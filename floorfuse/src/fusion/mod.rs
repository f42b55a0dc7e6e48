//! Entity fusion
//!
//! Normalized detector results are grouped per entity kind, each group is
//! voted on with the configured strategy, and the selected groups become
//! [`FusedEntity`] values carrying a fused confidence and their provenance.

pub mod grouper;
pub mod strategies;

pub use grouper::{CandidateGroup, CandidateGrouper, GroupMember, SpatialItem};
pub use strategies::{Selection, SourceInfo, VotingContext};

use crate::config::{FusionConfig, VotingStrategy};
use crate::conflicts::ConflictRecord;
use crate::types::{
    Confidence, DetectorResult, DimensionItem, EntityKind, OpeningItem, RoomItem, WallItem,
};
use serde::{Deserialize, Serialize};
use tracing::debug;
use uuid::Uuid;

/// Flags attached to fused entities by later stages
#[derive(Debug, Clone, Copy, PartialEq, Eq, Hash, Serialize, Deserialize)]
#[serde(rename_all = "snake_case")]
pub enum EntityFlag {
    /// Opening with no wall within its thickness
    InvalidPlacement,
    /// Wall with a free endpoint
    Unconnected,
    /// Room with no door path to other rooms
    Disconnected,
    /// Room overlapping another with a near-identical centroid
    SuspectedDuplicate,
    /// Room overlapping another
    Overlapping,
    /// Awaiting manual conflict review
    PendingReview,
}

/// Fused entity with provenance
#[derive(Debug, Clone, Serialize, Deserialize, PartialEq)]
pub struct FusedEntity<T> {
    /// Stable identifier derived from kind, group and location
    pub id: String,
    pub item: T,
    /// Fused confidence (0.0-1.0)
    pub confidence: Confidence,
    /// Contributing sources, sorted
    pub provenance: Vec<String>,
    /// Agreement between contributing sources' geometry (0.0-1.0)
    #[serde(default, skip_serializing_if = "Option::is_none")]
    pub agreement: Option<f64>,
    #[serde(default, skip_serializing_if = "Vec::is_empty")]
    pub flags: Vec<EntityFlag>,
}

impl<T> FusedEntity<T> {
    pub fn flag(&mut self, flag: EntityFlag) {
        if !self.flags.contains(&flag) {
            self.flags.push(flag);
        }
    }

    pub fn has_flag(&self, flag: EntityFlag) -> bool {
        self.flags.contains(&flag)
    }
}

/// Run-level metadata
#[derive(Debug, Clone, Serialize, Deserialize, PartialEq)]
pub struct FusionMetadata {
    /// Sources that contributed to the run, in input order
    pub models_used: Vec<String>,
    pub fusion_strategy: VotingStrategy,
    /// Mean fused confidence over all entities
    pub confidence: f64,
    /// Mean fraction of reporting sources supporting each entity
    pub consensus_level: f64,
    pub conflicts: Vec<ConflictRecord>,
    #[serde(default)]
    pub processing_time_ms: u64,
}

/// Fused floor plan
#[derive(Debug, Clone, Serialize, Deserialize, PartialEq)]
pub struct FusedResult {
    pub rooms: Vec<FusedEntity<RoomItem>>,
    pub walls: Vec<FusedEntity<WallItem>>,
    pub doors: Vec<FusedEntity<OpeningItem>>,
    pub windows: Vec<FusedEntity<OpeningItem>>,
    pub dimensions: Vec<FusedEntity<DimensionItem>>,
    pub metadata: FusionMetadata,
}

impl FusedResult {
    pub fn entity_count(&self) -> usize {
        self.rooms.len()
            + self.walls.len()
            + self.doors.len()
            + self.windows.len()
            + self.dimensions.len()
    }

    fn confidences(&self) -> Vec<f64> {
        self.rooms
            .iter()
            .map(|e| e.confidence)
            .chain(self.walls.iter().map(|e| e.confidence))
            .chain(self.doors.iter().map(|e| e.confidence))
            .chain(self.windows.iter().map(|e| e.confidence))
            .chain(self.dimensions.iter().map(|e| e.confidence))
            .collect()
    }

    fn provenances(&self) -> Vec<(EntityKind, usize)> {
        self.rooms
            .iter()
            .map(|e| (EntityKind::Room, e.provenance.len()))
            .chain(self.walls.iter().map(|e| (EntityKind::Wall, e.provenance.len())))
            .chain(self.doors.iter().map(|e| (EntityKind::Door, e.provenance.len())))
            .chain(self.windows.iter().map(|e| (EntityKind::Window, e.provenance.len())))
            .chain(
                self.dimensions
                    .iter()
                    .map(|e| (EntityKind::Dimension, e.provenance.len())),
            )
            .collect()
    }

    /// Recompute the run-level confidence and consensus from the entities
    pub fn refresh_summary(&mut self, sources: &[DetectorResult]) {
        let confidences = self.confidences();
        self.metadata.confidence = if confidences.is_empty() {
            0.0
        } else {
            confidences.iter().sum::<f64>() / confidences.len() as f64
        };

        let shares: Vec<f64> = self
            .provenances()
            .into_iter()
            .map(|(kind, supporters)| {
                let reporting = sources.iter().filter(|s| s.reports(kind)).count();
                if reporting == 0 {
                    0.0
                } else {
                    (supporters as f64 / reporting as f64).min(1.0)
                }
            })
            .collect();
        self.metadata.consensus_level = if shares.is_empty() {
            0.0
        } else {
            shares.iter().sum::<f64>() / shares.len() as f64
        };
    }
}

/// Groups and votes every entity kind
pub struct EntityFuser<'a> {
    config: &'a FusionConfig,
}

impl<'a> EntityFuser<'a> {
    pub fn new(config: &'a FusionConfig) -> Self {
        Self { config }
    }

    /// Fuse normalized results into a [`FusedResult`] (conflicts not yet applied)
    pub fn fuse(&self, results: &[DetectorResult]) -> FusedResult {
        let grouper = CandidateGrouper::new(&self.config.grouping);

        let rooms = self.fuse_kind(EntityKind::Room, results, grouper.group_rooms(results));
        let walls = self.fuse_kind(EntityKind::Wall, results, grouper.group_walls(results));
        let doors = self.fuse_kind(EntityKind::Door, results, grouper.group_doors(results));
        let windows = self.fuse_kind(EntityKind::Window, results, grouper.group_windows(results));
        let dimensions = self.fuse_kind(
            EntityKind::Dimension,
            results,
            grouper.group_dimensions(results),
        );

        let mut models_used: Vec<String> = Vec::new();
        for r in results {
            if !models_used.contains(&r.source) {
                models_used.push(r.source.clone());
            }
        }

        let mut fused = FusedResult {
            rooms,
            walls,
            doors,
            windows,
            dimensions,
            metadata: FusionMetadata {
                models_used,
                fusion_strategy: self.config.voting_strategy,
                confidence: 0.0,
                consensus_level: 0.0,
                conflicts: Vec::new(),
                processing_time_ms: 0,
            },
        };
        fused.refresh_summary(results);
        fused
    }

    fn source_infos(&self, kind: EntityKind, results: &[DetectorResult]) -> Vec<SourceInfo> {
        results
            .iter()
            .map(|r| SourceInfo {
                name: r.source.clone(),
                modality: r.modality,
                confidence: r.confidence,
                weight: self.config.weight_for(&r.source),
                reports_kind: r.reports(kind),
            })
            .collect()
    }

    fn fuse_kind<T: SpatialItem>(
        &self,
        kind: EntityKind,
        results: &[DetectorResult],
        groups: Vec<CandidateGroup<T>>,
    ) -> Vec<FusedEntity<T>> {
        let sources = self.source_infos(kind, results);
        let ctx = VotingContext {
            kind,
            config: self.config,
            sources: &sources,
        };

        let vote = strategies::strategy_fn::<T>(self.config.voting_strategy);
        let selections = vote(&groups, &ctx);

        debug!(
            "{} {}: {} candidate groups, {} selected",
            self.config.voting_strategy,
            kind,
            groups.len(),
            selections.len()
        );

        selections
            .into_iter()
            .map(|s| assemble(kind, &groups[s.group], s))
            .collect()
    }
}

/// Deterministic id for a fused entity
pub fn entity_id(kind: EntityKind, group: usize, anchor: &crate::types::Point2D) -> String {
    let name = format!("{}:{}:{:.1}:{:.1}", kind, group, anchor.x, anchor.y);
    Uuid::new_v5(&Uuid::NAMESPACE_OID, name.as_bytes()).to_string()
}

fn assemble<T: SpatialItem>(
    kind: EntityKind,
    group: &CandidateGroup<T>,
    selection: Selection,
) -> FusedEntity<T> {
    let mut item = group.members[selection.representative].item.clone();
    let others: Vec<&T> = group
        .members
        .iter()
        .enumerate()
        .filter(|(i, m)| *i != selection.representative && selection.provenance.contains(&m.source))
        .map(|(_, m)| &m.item)
        .collect();

    let agreement = item.agreement(&others);
    item.merge_attributes(&others);

    FusedEntity {
        id: entity_id(kind, selection.group, &group.anchor()),
        item,
        confidence: selection.confidence,
        provenance: selection.provenance,
        agreement,
        flags: Vec::new(),
    }
}

#[cfg(test)]
mod tests {
    use super::*;
    use crate::types::{DetectorPayload, Modality, Point2D, RoomType};

    fn room(cx: f64, room_type: RoomType, confidence: f64) -> RoomItem {
        let mut r = RoomItem::new(
            vec![
                Point2D::new(cx - 40.0, 60.0),
                Point2D::new(cx + 40.0, 60.0),
                Point2D::new(cx + 40.0, 140.0),
                Point2D::new(cx - 40.0, 140.0),
                Point2D::new(cx - 40.0, 60.0),
            ],
            None,
            confidence,
        );
        r.room_type = room_type;
        r
    }

    #[test]
    fn test_fused_ids_are_deterministic() {
        let results = vec![
            DetectorResult::new("yolo", Modality::ObjectDetection, 0.9).with_payload(
                DetectorPayload::Rooms(vec![room(100.0, RoomType::Bedroom, 0.9)]),
            ),
            DetectorResult::new("gpt-vision", Modality::Generative, 0.85).with_payload(
                DetectorPayload::Rooms(vec![room(102.0, RoomType::Bedroom, 0.85)]),
            ),
        ];
        let config = FusionConfig::default();
        let first = EntityFuser::new(&config).fuse(&results);
        let second = EntityFuser::new(&config).fuse(&results);

        assert_eq!(first.rooms.len(), 1);
        assert_eq!(first.rooms[0].id, second.rooms[0].id);
        assert_eq!(first.rooms[0].provenance, vec!["gpt-vision", "yolo"]);
        assert_eq!(first.metadata.models_used, vec!["yolo", "gpt-vision"]);
        assert!((first.metadata.consensus_level - 1.0).abs() < 1e-12);
    }

    #[test]
    fn test_entity_flags_are_unique() {
        let mut entity = FusedEntity {
            id: "x".to_string(),
            item: (),
            confidence: 0.5,
            provenance: vec![],
            agreement: None,
            flags: vec![],
        };
        entity.flag(EntityFlag::Overlapping);
        entity.flag(EntityFlag::Overlapping);
        assert_eq!(entity.flags, vec![EntityFlag::Overlapping]);
    }
}
//! Category scores
//!
//! Each category is the mean of its applicable sub-metrics. A category with
//! no applicable sub-metric (for example OCR when no OCR source ran) takes
//! the configured absent score instead of zero.

use super::rules::{compliance, outcome_score, RuleOutcome};
use crate::conflicts::{ConflictKind, ResolutionStatus};
use crate::fusion::FusedResult;
use crate::types::{DetectorResult, Modality};
use crate::validation::ValidationReport;
use serde::{Deserialize, Serialize};
use std::collections::BTreeMap;

/// Score for one category with the sub-metrics behind it
#[derive(Debug, Clone, PartialEq, Serialize, Deserialize)]
pub struct CategoryScore {
    pub score: f64,
    /// Sub-metric values; None marks a metric that did not apply
    pub sub_metrics: BTreeMap<String, Option<f64>>,
}

impl CategoryScore {
    fn from_metrics(metrics: Vec<(&str, Option<f64>)>, absent_score: f64) -> Self {
        let applicable: Vec<f64> = metrics.iter().filter_map(|(_, v)| *v).collect();
        let score = if applicable.is_empty() {
            absent_score
        } else {
            applicable.iter().sum::<f64>() / applicable.len() as f64
        };
        Self {
            score: score.clamp(0.0, 1.0),
            sub_metrics: metrics
                .into_iter()
                .map(|(name, v)| (name.to_string(), v))
                .collect(),
        }
    }

    pub fn applicable(&self) -> bool {
        self.sub_metrics.values().any(|v| v.is_some())
    }
}

/// Everything the category functions read
pub struct ScoringInput<'a> {
    pub result: &'a FusedResult,
    pub validation: &'a ValidationReport,
    pub sources: &'a [DetectorResult],
    pub rules: &'a [RuleOutcome],
    pub absent_score: f64,
}

impl<'a> ScoringInput<'a> {
    fn sources_of(&self, modalities: &[Modality]) -> Vec<&DetectorResult> {
        self.sources
            .iter()
            .filter(|s| modalities.contains(&s.modality))
            .collect()
    }

    fn rule(&self, name: &str) -> Option<f64> {
        outcome_score(self.rules, name)
    }
}

fn mean(values: impl Iterator<Item = f64>) -> Option<f64> {
    let (sum, n) = values.fold((0.0, 0usize), |(s, n), v| (s + v, n + 1));
    (n > 0).then(|| sum / n as f64)
}

fn source_confidence(sources: &[&DetectorResult]) -> Option<f64> {
    mean(sources.iter().map(|s| s.confidence))
}

/// Mean fused confidence of entities these sources contributed to; zero when
/// the sources ran but contributed nothing
fn detection_support(result: &FusedResult, sources: &[&DetectorResult]) -> Option<f64> {
    if sources.is_empty() {
        return None;
    }
    let contributed = |provenance: &Vec<String>| sources.iter().any(|s| provenance.contains(&s.source));
    let confidences = result
        .rooms
        .iter()
        .filter(|e| contributed(&e.provenance))
        .map(|e| e.confidence)
        .chain(result.walls.iter().filter(|e| contributed(&e.provenance)).map(|e| e.confidence))
        .chain(result.doors.iter().filter(|e| contributed(&e.provenance)).map(|e| e.confidence))
        .chain(result.windows.iter().filter(|e| contributed(&e.provenance)).map(|e| e.confidence))
        .chain(
            result
                .dimensions
                .iter()
                .filter(|e| contributed(&e.provenance))
                .map(|e| e.confidence),
        );
    Some(mean(confidences).unwrap_or(0.0))
}

pub fn ocr(input: &ScoringInput) -> CategoryScore {
    let sources = input.sources_of(&[Modality::Ocr, Modality::Hybrid]);

    // Labelled rooms read by text sources that map onto a known type
    let labelled: Vec<bool> = sources
        .iter()
        .flat_map(|s| s.rooms())
        .filter(|r| r.label.is_some())
        .map(|r| r.room_type.is_identified())
        .collect();
    let label_recognition = mean(labelled.iter().map(|ok| if *ok { 1.0 } else { 0.0 }));

    CategoryScore::from_metrics(
        vec![
            ("source_confidence", source_confidence(&sources)),
            ("dimension_format", input.rule("dimension_format")),
            ("label_recognition", label_recognition),
        ],
        input.absent_score,
    )
}

pub fn vision(input: &ScoringInput) -> CategoryScore {
    let sources = input.sources_of(&[Modality::Vision, Modality::Generative, Modality::Hybrid]);
    CategoryScore::from_metrics(
        vec![
            ("source_confidence", source_confidence(&sources)),
            ("detection_support", detection_support(input.result, &sources)),
            ("wall_connectivity", input.rule("wall_connectivity")),
        ],
        input.absent_score,
    )
}

pub fn object_detection(input: &ScoringInput) -> CategoryScore {
    let sources = input.sources_of(&[Modality::ObjectDetection, Modality::Hybrid]);
    CategoryScore::from_metrics(
        vec![
            ("source_confidence", source_confidence(&sources)),
            ("detection_support", detection_support(input.result, &sources)),
            ("opening_placement", input.rule("opening_placement")),
        ],
        input.absent_score,
    )
}

pub fn geometry(input: &ScoringInput) -> CategoryScore {
    let dimension_conflicts = input
        .result
        .metadata
        .conflicts
        .iter()
        .filter(|c| c.kind == ConflictKind::Dimension)
        .count();
    let range = input.rule("dimension_range");
    let dimension_consistency = if range.is_none() && dimension_conflicts == 0 {
        None
    } else {
        let denom = input.result.dimensions.len().max(dimension_conflicts).max(1) as f64;
        Some((range.unwrap_or(1.0) * (1.0 - dimension_conflicts as f64 / denom)).clamp(0.0, 1.0))
    };

    let area_accuracy = mean(input.result.rooms.iter().filter_map(|r| r.agreement));

    CategoryScore::from_metrics(
        vec![
            ("room_polygon_closure", input.rule("room_polygon_closure")),
            ("dimension_consistency", dimension_consistency),
            ("area_accuracy", area_accuracy),
        ],
        input.absent_score,
    )
}

pub fn semantics(input: &ScoringInput) -> CategoryScore {
    let type_recognition = mean(input.result.rooms.iter().map(|r| {
        if r.item.room_type.is_identified() {
            r.confidence
        } else {
            0.0
        }
    }));

    CategoryScore::from_metrics(
        vec![
            ("type_recognition", type_recognition),
            ("layout_coherence", input.rule("layout_coherence")),
            ("room_connectivity", input.validation.metrics.room_connectivity),
        ],
        input.absent_score,
    )
}

pub fn cross_validation(input: &ScoringInput) -> CategoryScore {
    let metadata = &input.result.metadata;
    let consensus = (input.result.entity_count() > 0).then_some(metadata.consensus_level);

    let penalty: f64 = metadata
        .conflicts
        .iter()
        .map(|c| match c.status {
            ResolutionStatus::Resolved => 0.25,
            ResolutionStatus::Degraded => 0.5,
            ResolutionStatus::PendingReview => 1.0,
        })
        .sum();
    let conflict_free = 1.0 / (1.0 + penalty);

    CategoryScore::from_metrics(
        vec![
            ("consensus_level", consensus),
            ("conflict_free", Some(conflict_free)),
            ("rule_compliance", compliance(input.rules)),
        ],
        input.absent_score,
    )
}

About this task:
The response must give every line from the material above that holds the string "others".

Task answer:
    let others: Vec<&T> = group
    let agreement = item.agreement(&others);
    item.merge_attributes(&others);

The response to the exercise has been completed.